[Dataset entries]
//! Spreadsheet row contract and the row → item transform.
//!
//! Columns, in order:
//!
//! | # | column      | notes                                   |
//! |---|-------------|-----------------------------------------|
//! | 0 | id          | derived from `name` when blank          |
//! | 1 | name        | rows without a name are dropped         |
//! | 2 | description |                                         |
//! | 3 | category    | blank means uncategorized               |
//! | 4 | price       | blank, zero or unparseable: on request  |
//! | 5 | size        | comma-separated labels                  |
//! | 6 | type        | defaults to `Original`                  |
//! | 7 | colors      | comma-separated, lower-cased            |
//! | 8 | images      | comma-separated, defaults to name slug  |
//! | 9 | available   | false only for `false` / `0`            |
//! | 10| featured    | true only for `true` / `1`              |
//! | 11| dateAdded   | defaults to the sync date               |
//! | 12| variants    | comma-separated                         |

use std::collections::HashSet;

use chrono::NaiveDate;

use galleri_core::item::{normalize_colors, split_list};
use galleri_core::{CatalogItem, DEFAULT_TYPE, slugify};

/// Column headers as they appear in the sheet's first row.
pub const COLUMNS: [&str; 13] = [
    "id",
    "name",
    "description",
    "category",
    "price",
    "size",
    "type",
    "colors",
    "images",
    "available",
    "featured",
    "dateAdded",
    "variants",
];

/// One spreadsheet row, cells trimmed and short rows padded.
#[derive(Debug, Clone, Default, PartialEq, Eq)]
pub struct SheetRow {
    pub id: String,
    pub name: String,
    pub description: String,
    pub category: String,
    pub price: String,
    pub size: String,
    pub kind: String,
    pub colors: String,
    pub images: String,
    pub available: String,
    pub featured: String,
    pub date_added: String,
    pub variants: String,
}

impl SheetRow {
    /// Build a row from raw cells. Missing trailing cells are empty; cells
    /// past the last column are ignored.
    pub fn from_cells<S: AsRef<str>>(cells: &[S]) -> Self {
        let get = |i: usize| {
            cells
                .get(i)
                .map(|c| c.as_ref().trim().to_string())
                .unwrap_or_default()
        };
        Self {
            id: get(0),
            name: get(1),
            description: get(2),
            category: get(3),
            price: get(4),
            size: get(5),
            kind: get(6),
            colors: get(7),
            images: get(8),
            available: get(9),
            featured: get(10),
            date_added: get(11),
            variants: get(12),
        }
    }

    /// True for a header row (`id` in the first cell).
    pub fn is_header(&self) -> bool {
        self.id.eq_ignore_ascii_case(COLUMNS[0]) && self.name.eq_ignore_ascii_case(COLUMNS[1])
    }

    /// Convert to an item, or `None` when the row has no usable name.
    ///
    /// `today` fills in a blank `dateAdded`.
    pub fn into_item(self, today: NaiveDate) -> Option<CatalogItem> {
        if self.name.is_empty() {
            return None;
        }
        let id = if self.id.is_empty() {
            slugify(&self.name)
        } else {
            self.id
        };
        if id.is_empty() {
            return None;
        }

        let mut images = split_list(&self.images);
        if images.is_empty() {
            let slug = slugify(&self.name);
            images.push(if slug.is_empty() { id.clone() } else { slug });
        }

        Some(CatalogItem {
            description: self.description,
            category: (!self.category.is_empty()).then_some(self.category),
            price: parse_price(&self.price),
            size: self.size,
            kind: if self.kind.is_empty() {
                DEFAULT_TYPE.to_string()
            } else {
                self.kind
            },
            colors: normalize_colors(split_list(&self.colors)),
            images,
            variants: split_list(&self.variants),
            available: parse_available(&self.available),
            featured: parse_featured(&self.featured),
            date_added: Some(if self.date_added.is_empty() {
                today.format("%Y-%m-%d").to_string()
            } else {
                self.date_added
            }),
            id,
            name: self.name,
        })
    }
}

/// A price cell. Spaces are ignored, a decimal comma is accepted and
/// anything after the leading number (`kr`, `:-`) is dropped. A cell that
/// does not start with a positive number means "price on request".
pub fn parse_price(cell: &str) -> Option<f64> {
    let cleaned: String = cell
        .chars()
        .filter(|c| !c.is_whitespace())
        .map(|c| if c == ',' { '.' } else { c })
        .collect();
    let price = leading_number(&cleaned)?;
    (price.is_finite() && price > 0.0).then_some(price)
}

/// The longest prefix of `s` that parses as a number.
fn leading_number(s: &str) -> Option<f64> {
    let mut end = 0;
    let mut seen_digit = false;
    let mut seen_point = false;
    for (i, c) in s.char_indices() {
        match c {
            '+' | '-' if i == 0 => {}
            '0'..='9' => seen_digit = true,
            '.' if !seen_point => seen_point = true,
            _ => break,
        }
        end = i + c.len_utf8();
    }
    if !seen_digit {
        return None;
    }
    s[..end].trim_end_matches('.').parse().ok()
}

/// Available unless the cell says `false` or `0`.
pub fn parse_available(cell: &str) -> bool {
    !(cell.eq_ignore_ascii_case("false") || cell == "0")
}

/// Featured only when the cell says `true` or `1`.
pub fn parse_featured(cell: &str) -> bool {
    cell.eq_ignore_ascii_case("true") || cell == "1"
}

/// Transform raw rows into items.
///
/// Header rows and rows without a name are skipped. When two rows share an
/// id the first one is kept.
pub fn transform_rows<S: AsRef<str>>(rows: &[Vec<S>], today: NaiveDate) -> Vec<CatalogItem> {
    let mut seen = HashSet::new();
    let mut items = Vec::with_capacity(rows.len());

    for (index, cells) in rows.iter().enumerate() {
        let row = SheetRow::from_cells(cells);
        if row.is_header() {
            continue;
        }
        let Some(item) = row.into_item(today) else {
            if cells.iter().any(|c| !c.as_ref().trim().is_empty()) {
                log::warn!("Skipping row {}: no name", index + 1);
            }
            continue;
        };
        if !seen.insert(item.id.clone()) {
            log::warn!("Skipping row {}: duplicate id '{}'", index + 1, item.id);
            continue;
        }
        log::debug!("Row {} -> {}", index + 1, item.id);
        items.push(item);
    }

    items
}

**WHAT NEEDS TO BE DONE:**
Make a verbatim copy of every entry shown above.

**OUTPUT FOR THIS TASK:**
//! Spreadsheet row contract and the row → item transform.
//!
//! Columns, in order:
//!
//! | # | column      | notes                                   |
//! |---|-------------|-----------------------------------------|
//! | 0 | id          | derived from `name` when blank          |
//! | 1 | name        | rows without a name are dropped         |
//! | 2 | description |                                         |
//! | 3 | category    | blank means uncategorized               |
//! | 4 | price       | blank, zero or unparseable: on request  |
//! | 5 | size        | comma-separated labels                  |
//! | 6 | type        | defaults to `Original`                  |
//! | 7 | colors      | comma-separated, lower-cased            |
//! | 8 | images      | comma-separated, defaults to name slug  |
//! | 9 | available   | false only for `false` / `0`            |
//! | 10| featured    | true only for `true` / `1`              |
//! | 11| dateAdded   | defaults to the sync date               |
//! | 12| variants    | comma-separated                         |

use std::collections::HashSet;

use chrono::NaiveDate;

use galleri_core::item::{normalize_colors, split_list};
use galleri_core::{CatalogItem, DEFAULT_TYPE, slugify};

/// Column headers as they appear in the sheet's first row.
pub const COLUMNS: [&str; 13] = [
    "id",
    "name",
    "description",
    "category",
    "price",
    "size",
    "type",
    "colors",
    "images",
    "available",
    "featured",
    "dateAdded",
    "variants",
];

/// One spreadsheet row, cells trimmed and short rows padded.
#[derive(Debug, Clone, Default, PartialEq, Eq)]
pub struct SheetRow {
    pub id: String,
    pub name: String,
    pub description: String,
    pub category: String,
    pub price: String,
    pub size: String,
    pub kind: String,
    pub colors: String,
    pub images: String,
    pub available: String,
    pub featured: String,
    pub date_added: String,
    pub variants: String,
}

impl SheetRow {
    /// Build a row from raw cells. Missing trailing cells are empty; cells
    /// past the last column are ignored.
    pub fn from_cells<S: AsRef<str>>(cells: &[S]) -> Self {
        let get = |i: usize| {
            cells
                .get(i)
                .map(|c| c.as_ref().trim().to_string())
                .unwrap_or_default()
        };
        Self {
            id: get(0),
            name: get(1),
            description: get(2),
            category: get(3),
            price: get(4),
            size: get(5),
            kind: get(6),
            colors: get(7),
            images: get(8),
            available: get(9),
            featured: get(10),
            date_added: get(11),
            variants: get(12),
        }
    }

    /// True for a header row (`id` in the first cell).
    pub fn is_header(&self) -> bool {
        self.id.eq_ignore_ascii_case(COLUMNS[0]) && self.name.eq_ignore_ascii_case(COLUMNS[1])
    }

    /// Convert to an item, or `None` when the row has no usable name.
    ///
    /// `today` fills in a blank `dateAdded`.
    pub fn into_item(self, today: NaiveDate) -> Option<CatalogItem> {
        if self.name.is_empty() {
            return None;
        }
        let id = if self.id.is_empty() {
            slugify(&self.name)
        } else {
            self.id
        };
        if id.is_empty() {
            return None;
        }

        let mut images = split_list(&self.images);
        if images.is_empty() {
            let slug = slugify(&self.name);
            images.push(if slug.is_empty() { id.clone() } else { slug });
        }

        Some(CatalogItem {
            description: self.description,
            category: (!self.category.is_empty()).then_some(self.category),
            price: parse_price(&self.price),
            size: self.size,
            kind: if self.kind.is_empty() {
                DEFAULT_TYPE.to_string()
            } else {
                self.kind
            },
            colors: normalize_colors(split_list(&self.colors)),
            images,
            variants: split_list(&self.variants),
            available: parse_available(&self.available),
            featured: parse_featured(&self.featured),
            date_added: Some(if self.date_added.is_empty() {
                today.format("%Y-%m-%d").to_string()
            } else {
                self.date_added
            }),
            id,
            name: self.name,
        })
    }
}

/// A price cell. Spaces are ignored, a decimal comma is accepted and
/// anything after the leading number (`kr`, `:-`) is dropped. A cell that
/// does not start with a positive number means "price on request".
pub fn parse_price(cell: &str) -> Option<f64> {
    let cleaned: String = cell
        .chars()
        .filter(|c| !c.is_whitespace())
        .map(|c| if c == ',' { '.' } else { c })
        .collect();
    let price = leading_number(&cleaned)?;
    (price.is_finite() && price > 0.0).then_some(price)
}

/// The longest prefix of `s` that parses as a number.
fn leading_number(s: &str) -> Option<f64> {
    let mut end = 0;
    let mut seen_digit = false;
    let mut seen_point = false;
    for (i, c) in s.char_indices() {
        match c {
            '+' | '-' if i == 0 => {}
            '0'..='9' => seen_digit = true,
            '.' if !seen_point => seen_point = true,
            _ => break,
        }
        end = i + c.len_utf8();
    }
    if !seen_digit {
        return None;
    }
    s[..end].trim_end_matches('.').parse().ok()
}

/// Available unless the cell says `false` or `0`.
pub fn parse_available(cell: &str) -> bool {
    !(cell.eq_ignore_ascii_case("false") || cell == "0")
}

/// Featured only when the cell says `true` or `1`.
pub fn parse_featured(cell: &str) -> bool {
    cell.eq_ignore_ascii_case("true") || cell == "1"
}

/// Transform raw rows into items.
///
/// Header rows and rows without a name are skipped. When two rows share an
/// id the first one is kept.
pub fn transform_rows<S: AsRef<str>>(rows: &[Vec<S>], today: NaiveDate) -> Vec<CatalogItem> {
    let mut seen = HashSet::new();
    let mut items = Vec::with_capacity(rows.len());

    for (index, cells) in rows.iter().enumerate() {
        let row = SheetRow::from_cells(cells);
        if row.is_header() {
            continue;
        }
        let Some(item) = row.into_item(today) else {
            if cells.iter().any(|c| !c.as_ref().trim().is_empty()) {
                log::warn!("Skipping row {}: no name", index + 1);
            }
            continue;
        };
        if !seen.insert(item.id.clone()) {
            log::warn!("Skipping row {}: duplicate id '{}'", index + 1, item.id);
            continue;
        }
        log::debug!("Row {} -> {}", index + 1, item.id);
        items.push(item);
    }

    items
}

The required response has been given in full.